PROBLEM DETAILS:
Please return each record exactly, leaving nothing out.

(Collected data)
Content starts

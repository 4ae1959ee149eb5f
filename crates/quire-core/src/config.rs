//! Session configuration.
//!
//! ## Learning: Serde for Serialization
//!
//! `#[derive(Serialize, Deserialize)]` generates the TOML mapping, and
//! `#[serde(default)]` fills in anything a config file leaves out, so an
//! empty file and a missing file both mean "all defaults".

use serde::{Deserialize, Serialize};
use std::collections::HashMap;
use std::path::{Path, PathBuf};
use std::time::Duration;

/// Main configuration.
#[derive(Debug, Clone, Default, PartialEq, Serialize, Deserialize)]
#[serde(default)]
pub struct Config {
    /// Editing behaviour
    pub editor: EditorConfig,

    /// Remote gallery settings
    pub gallery: GalleryConfig,

    /// Keyboard settings
    pub keyboard: KeyboardConfig,
}

impl Config {
    /// Loads config from the default location, falling back to defaults.
    pub fn load() -> Self {
        match Self::load_from_default_path() {
            Ok(config) => config,
            Err(e) => {
                tracing::warn!("Falling back to default config: {}", e);
                Self::default()
            }
        }
    }

    /// Loads config from a file.
    pub fn load_from(path: impl AsRef<Path>) -> Result<Self, ConfigError> {
        let content = std::fs::read_to_string(path.as_ref())?;
        let config: Self = toml::from_str(&content)?;
        Ok(config)
    }

    fn load_from_default_path() -> Result<Self, ConfigError> {
        let path = Self::default_path()?;
        if path.exists() {
            Self::load_from(&path)
        } else {
            Ok(Self::default())
        }
    }

    /// Returns the default config file path.
    pub fn default_path() -> Result<PathBuf, ConfigError> {
        let config_dir = dirs::config_dir().ok_or(ConfigError::NoConfigDir)?;
        Ok(config_dir.join("quire").join("config.toml"))
    }

    /// Saves the config to the default location.
    pub fn save(&self) -> Result<(), ConfigError> {
        self.save_to(Self::default_path()?)
    }

    /// Saves the config to a file, creating parent directories.
    pub fn save_to(&self, path: impl AsRef<Path>) -> Result<(), ConfigError> {
        let path = path.as_ref();
        if let Some(parent) = path.parent() {
            std::fs::create_dir_all(parent)?;
        }
        let content = toml::to_string_pretty(self)?;
        std::fs::write(path, content)?;
        Ok(())
    }
}

/// Editing behaviour.
#[derive(Debug, Clone, PartialEq, Serialize, Deserialize)]
#[serde(default)]
pub struct EditorConfig {
    /// Undo history limit
    pub undo_limit: usize,

    /// Window in which consecutive typing forms one undo step (ms)
    pub coalesce_ms: u64,

    /// Deepest heading the toolbar offers (1..=6)
    pub max_heading_level: u8,
}

impl EditorConfig {
    pub fn coalesce_window(&self) -> Duration {
        Duration::from_millis(self.coalesce_ms)
    }
}

impl Default for EditorConfig {
    fn default() -> Self {
        Self {
            undo_limit: 100,
            coalesce_ms: 500,
            max_heading_level: 3,
        }
    }
}

/// Remote gallery settings.
#[derive(Debug, Clone, PartialEq, Serialize, Deserialize)]
#[serde(default)]
pub struct GalleryConfig {
    /// Base URL of the media API (assets live under `{base_url}/assets`)
    pub base_url: String,

    /// Per-request timeout in seconds
    pub request_timeout_secs: u64,

    /// Largest file accepted for upload, in bytes
    pub max_upload_bytes: usize,

    /// MIME types accepted for upload
    pub accepted_types: Vec<String>,
}

impl GalleryConfig {
    pub fn request_timeout(&self) -> Duration {
        Duration::from_secs(self.request_timeout_secs)
    }
}

impl Default for GalleryConfig {
    fn default() -> Self {
        Self {
            base_url: "http://localhost:3000/api".to_string(),
            request_timeout_secs: 30,
            max_upload_bytes: 10 * 1024 * 1024,
            accepted_types: vec![
                "image/png".to_string(),
                "image/jpeg".to_string(),
                "image/gif".to_string(),
                "image/webp".to_string(),
            ],
        }
    }
}

/// Keyboard configuration.
#[derive(Debug, Clone, Default, PartialEq, Serialize, Deserialize)]
#[serde(default)]
pub struct KeyboardConfig {
    /// Custom key bindings, chord to command name, merged over the defaults.
    /// A command name of `"none"` removes the default binding for that chord.
    pub bindings: HashMap<String, String>,
}

/// Configuration errors.
#[derive(Debug, thiserror::Error)]
pub enum ConfigError {
    #[error("Config directory not found")]
    NoConfigDir,

    #[error("IO error: {0}")]
    Io(#[from] std::io::Error),

    #[error("Parse error: {0}")]
    Parse(#[from] toml::de::Error),

    #[error("Serialize error: {0}")]
    Serialize(#[from] toml::ser::Error),
}

#[cfg(test)]
mod tests {
    use super::*;

    #[test]
    fn test_default_config() {
        let config = Config::default();
        assert_eq!(config.editor.undo_limit, 100);
        assert_eq!(config.editor.max_heading_level, 3);
        assert_eq!(config.gallery.max_upload_bytes, 10 * 1024 * 1024);
        assert!(config.keyboard.bindings.is_empty());
    }

    #[test]
    fn test_partial_file_uses_defaults() {
        let config: Config = toml::from_str(
            r#"
            [editor]
            coalesce_ms = 0

            [keyboard.bindings]
            "ctrl+shift+x" = "underline"
            "#,
        )
        .unwrap();
        assert_eq!(config.editor.coalesce_ms, 0);
        assert_eq!(config.editor.undo_limit, 100);
        assert_eq!(config.gallery, GalleryConfig::default());
        assert_eq!(
            config.keyboard.bindings.get("ctrl+shift+x").map(String::as_str),
            Some("underline")
        );
    }

    #[test]
    fn test_save_and_load() {
        let dir = tempfile::tempdir().unwrap();
        let path = dir.path().join("nested").join("config.toml");

        let mut config = Config::default();
        config.gallery.base_url = "https://media.example.com".to_string();
        config.save_to(&path).unwrap();

        let loaded = Config::load_from(&path).unwrap();
        assert_eq!(loaded, config);
    }

    #[test]
    fn test_malformed_file_is_an_error() {
        let dir = tempfile::tempdir().unwrap();
        let path = dir.path().join("config.toml");
        std::fs::write(&path, "[editor\nundo_limit = ").unwrap();
        assert!(matches!(Config::load_from(&path), Err(ConfigError::Parse(_))));
    }
}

Content ends

REPLY TO THE TASK:
repository 4ae1959ee149eb5f
filename crates/quire-core/src/config.rs
//! Session configuration.
//!
//! ## Learning: Serde for Serialization
//!
//! `#[derive(Serialize, Deserialize)]` generates the TOML mapping, and
//! `#[serde(default)]` fills in anything a config file leaves out, so an
//! empty file and a missing file both mean "all defaults".

use serde::{Deserialize, Serialize};
use std::collections::HashMap;
use std::path::{Path, PathBuf};
use std::time::Duration;

/// Main configuration.
#[derive(Debug, Clone, Default, PartialEq, Serialize, Deserialize)]
#[serde(default)]
pub struct Config {
    /// Editing behaviour
    pub editor: EditorConfig,

    /// Remote gallery settings
    pub gallery: GalleryConfig,

    /// Keyboard settings
    pub keyboard: KeyboardConfig,
}

impl Config {
    /// Loads config from the default location, falling back to defaults.
    pub fn load() -> Self {
        match Self::load_from_default_path() {
            Ok(config) => config,
            Err(e) => {
                tracing::warn!("Falling back to default config: {}", e);
                Self::default()
            }
        }
    }

    /// Loads config from a file.
    pub fn load_from(path: impl AsRef<Path>) -> Result<Self, ConfigError> {
        let content = std::fs::read_to_string(path.as_ref())?;
        let config: Self = toml::from_str(&content)?;
        Ok(config)
    }

    fn load_from_default_path() -> Result<Self, ConfigError> {
        let path = Self::default_path()?;
        if path.exists() {
            Self::load_from(&path)
        } else {
            Ok(Self::default())
        }
    }

    /// Returns the default config file path.
    pub fn default_path() -> Result<PathBuf, ConfigError> {
        let config_dir = dirs::config_dir().ok_or(ConfigError::NoConfigDir)?;
        Ok(config_dir.join("quire").join("config.toml"))
    }

    /// Saves the config to the default location.
    pub fn save(&self) -> Result<(), ConfigError> {
        self.save_to(Self::default_path()?)
    }

    /// Saves the config to a file, creating parent directories.
    pub fn save_to(&self, path: impl AsRef<Path>) -> Result<(), ConfigError> {
        let path = path.as_ref();
        if let Some(parent) = path.parent() {
            std::fs::create_dir_all(parent)?;
        }
        let content = toml::to_string_pretty(self)?;
        std::fs::write(path, content)?;
        Ok(())
    }
}

/// Editing behaviour.
#[derive(Debug, Clone, PartialEq, Serialize, Deserialize)]
#[serde(default)]
pub struct EditorConfig {
    /// Undo history limit
    pub undo_limit: usize,

    /// Window in which consecutive typing forms one undo step (ms)
    pub coalesce_ms: u64,

    /// Deepest heading the toolbar offers (1..=6)
    pub max_heading_level: u8,
}

impl EditorConfig {
    pub fn coalesce_window(&self) -> Duration {
        Duration::from_millis(self.coalesce_ms)
    }
}

impl Default for EditorConfig {
    fn default() -> Self {
        Self {
            undo_limit: 100,
            coalesce_ms: 500,
            max_heading_level: 3,
        }
    }
}

/// Remote gallery settings.
#[derive(Debug, Clone, PartialEq, Serialize, Deserialize)]
#[serde(default)]
pub struct GalleryConfig {
    /// Base URL of the media API (assets live under `{base_url}/assets`)
    pub base_url: String,

    /// Per-request timeout in seconds
    pub request_timeout_secs: u64,

    /// Largest file accepted for upload, in bytes
    pub max_upload_bytes: usize,

    /// MIME types accepted for upload
    pub accepted_types: Vec<String>,
}

impl GalleryConfig {
    pub fn request_timeout(&self) -> Duration {
        Duration::from_secs(self.request_timeout_secs)
    }
}

impl Default for GalleryConfig {
    fn default() -> Self {
        Self {
            base_url: "http://localhost:3000/api".to_string(),
            request_timeout_secs: 30,
            max_upload_bytes: 10 * 1024 * 1024,
            accepted_types: vec![
                "image/png".to_string(),
                "image/jpeg".to_string(),
                "image/gif".to_string(),
                "image/webp".to_string(),
            ],
        }
    }
}

/// Keyboard configuration.
#[derive(Debug, Clone, Default, PartialEq, Serialize, Deserialize)]
#[serde(default)]
pub struct KeyboardConfig {
    /// Custom key bindings, chord to command name, merged over the defaults.
    /// A command name of `"none"` removes the default binding for that chord.
    pub bindings: HashMap<String, String>,
}

/// Configuration errors.
#[derive(Debug, thiserror::Error)]
pub enum ConfigError {
    #[error("Config directory not found")]
    NoConfigDir,

    #[error("IO error: {0}")]
    Io(#[from] std::io::Error),

    #[error("Parse error: {0}")]
    Parse(#[from] toml::de::Error),

    #[error("Serialize error: {0}")]
    Serialize(#[from] toml::ser::Error),
}

#[cfg(test)]
mod tests {
    use super::*;

    #[test]
    fn test_default_config() {
        let config = Config::default();
        assert_eq!(config.editor.undo_limit, 100);
        assert_eq!(config.editor.max_heading_level, 3);
        assert_eq!(config.gallery.max_upload_bytes, 10 * 1024 * 1024);
        assert!(config.keyboard.bindings.is_empty());
    }

    #[test]
    fn test_partial_file_uses_defaults() {
        let config: Config = toml::from_str(
            r#"
            [editor]
            coalesce_ms = 0

            [keyboard.bindings]
            "ctrl+shift+x" = "underline"
            "#,
        )
        .unwrap();
        assert_eq!(config.editor.coalesce_ms, 0);
        assert_eq!(config.editor.undo_limit, 100);
        assert_eq!(config.gallery, GalleryConfig::default());
        assert_eq!(
            config.keyboard.bindings.get("ctrl+shift+x").map(String::as_str),
            Some("underline")
        );
    }

    #[test]
    fn test_save_and_load() {
        let dir = tempfile::tempdir().unwrap();
        let path = dir.path().join("nested").join("config.toml");

        let mut config = Config::default();
        config.gallery.base_url = "https://media.example.com".to_string();
        config.save_to(&path).unwrap();

        let loaded = Config::load_from(&path).unwrap();
        assert_eq!(loaded, config);
    }

    #[test]
    fn test_malformed_file_is_an_error() {
        let dir = tempfile::tempdir().unwrap();
        let path = dir.path().join("config.toml");
        std::fs::write(&path, "[editor\nundo_limit = ").unwrap();
        assert!(matches!(Config::load_from(&path), Err(ConfigError::Parse(_))));
    }
}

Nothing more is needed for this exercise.